▶ [AIM OF THE TASK] Your response should be the complete data, transcribed exactly.

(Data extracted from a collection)
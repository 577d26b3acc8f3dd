//! engine::commit
//!
//! Publishing a new state entry, version entry, and latest pointer.
//!
//! # Hard links
//!
//! Each published name is a hard link to a temp file written by the
//! capture phase, so the content is stored once per commit regardless of
//! how many names reference it.
//!
//! # Pointer swap
//!
//! The latest pointer is replaced by linking the captured content to a
//! staging name and renaming it over `latest.txt`. Rename is atomic on a
//! single filesystem, so the pointer is never absent: a reader sees the
//! old content or the new content, nothing in between.

use std::fs;
use std::path::Path;

use tracing::{debug, info};

use super::EngineError;
use crate::core::config::AssetConfig;
use crate::core::paths::AssetPaths;
use crate::core::types::Timestamp;

/// Publish `current` and `diff` under `timestamp`.
///
/// Only called for a non-empty diff. Order matters: the state entry and
/// version entry are linked before the pointer swap, so a failure
/// partway through never leaves the pointer pointing at content that has
/// no version entry.
pub(crate) fn commit(
    paths: &AssetPaths,
    config: &AssetConfig,
    timestamp: &Timestamp,
    current: &Path,
    diff: &Path,
) -> Result<(), EngineError> {
    link(config, diff, &paths.state_entry(timestamp))?;
    link(config, current, &paths.version_entry(timestamp))?;
    swap_pointer(paths, config, current)?;
    Ok(())
}

/// Hard-link `target` to `link_path`.
fn link(config: &AssetConfig, target: &Path, link_path: &Path) -> Result<(), EngineError> {
    report(
        config.verbose,
        &format!("linking {} -> {}", target.display(), link_path.display()),
    );
    fs::hard_link(target, link_path).map_err(|source| EngineError::Link {
        link: link_path.to_path_buf(),
        source,
    })
}

/// Re-establish the latest pointer via an atomic rename.
fn swap_pointer(paths: &AssetPaths, config: &AssetConfig, current: &Path) -> Result<(), EngineError> {
    let staging = paths.staging_path();

    // A stale staging name can survive an interrupted commit.
    if staging.exists() {
        report(
            config.verbose,
            &format!("unlinking stale {}", staging.display()),
        );
        fs::remove_file(&staging).map_err(|source| EngineError::Unlink {
            path: staging.clone(),
            source,
        })?;
    }

    link(config, current, &staging)?;

    let pointer = paths.latest_path();
    report(
        config.verbose,
        &format!("renaming {} -> {}", staging.display(), pointer.display()),
    );
    fs::rename(&staging, &pointer).map_err(EngineError::Swap)
}

fn report(verbose: bool, message: &str) {
    if verbose {
        info!("{message}");
    } else {
        debug!("{message}");
    }
}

▶ [TASK RESPONSE]
repository 577d26b3acc8f3dd
//! engine::commit
//!
//! Publishing a new state entry, version entry, and latest pointer.
//!
//! # Hard links
//!
//! Each published name is a hard link to a temp file written by the
//! capture phase, so the content is stored once per commit regardless of
//! how many names reference it.
//!
//! # Pointer swap
//!
//! The latest pointer is replaced by linking the captured content to a
//! staging name and renaming it over `latest.txt`. Rename is atomic on a
//! single filesystem, so the pointer is never absent: a reader sees the
//! old content or the new content, nothing in between.

use std::fs;
use std::path::Path;

use tracing::{debug, info};

use super::EngineError;
use crate::core::config::AssetConfig;
use crate::core::paths::AssetPaths;
use crate::core::types::Timestamp;

/// Publish `current` and `diff` under `timestamp`.
///
/// Only called for a non-empty diff. Order matters: the state entry and
/// version entry are linked before the pointer swap, so a failure
/// partway through never leaves the pointer pointing at content that has
/// no version entry.
pub(crate) fn commit(
    paths: &AssetPaths,
    config: &AssetConfig,
    timestamp: &Timestamp,
    current: &Path,
    diff: &Path,
) -> Result<(), EngineError> {
    link(config, diff, &paths.state_entry(timestamp))?;
    link(config, current, &paths.version_entry(timestamp))?;
    swap_pointer(paths, config, current)?;
    Ok(())
}

/// Hard-link `target` to `link_path`.
fn link(config: &AssetConfig, target: &Path, link_path: &Path) -> Result<(), EngineError> {
    report(
        config.verbose,
        &format!("linking {} -> {}", target.display(), link_path.display()),
    );
    fs::hard_link(target, link_path).map_err(|source| EngineError::Link {
        link: link_path.to_path_buf(),
        source,
    })
}

/// Re-establish the latest pointer via an atomic rename.
fn swap_pointer(paths: &AssetPaths, config: &AssetConfig, current: &Path) -> Result<(), EngineError> {
    let staging = paths.staging_path();

    // A stale staging name can survive an interrupted commit.
    if staging.exists() {
        report(
            config.verbose,
            &format!("unlinking stale {}", staging.display()),
        );
        fs::remove_file(&staging).map_err(|source| EngineError::Unlink {
            path: staging.clone(),
            source,
        })?;
    }

    link(config, current, &staging)?;

    let pointer = paths.latest_path();
    report(
        config.verbose,
        &format!("renaming {} -> {}", staging.display(), pointer.display()),
    );
    fs::rename(&staging, &pointer).map_err(EngineError::Swap)
}

fn report(verbose: bool, message: &str) {
    if verbose {
        info!("{message}");
    } else {
        debug!("{message}");
    }
}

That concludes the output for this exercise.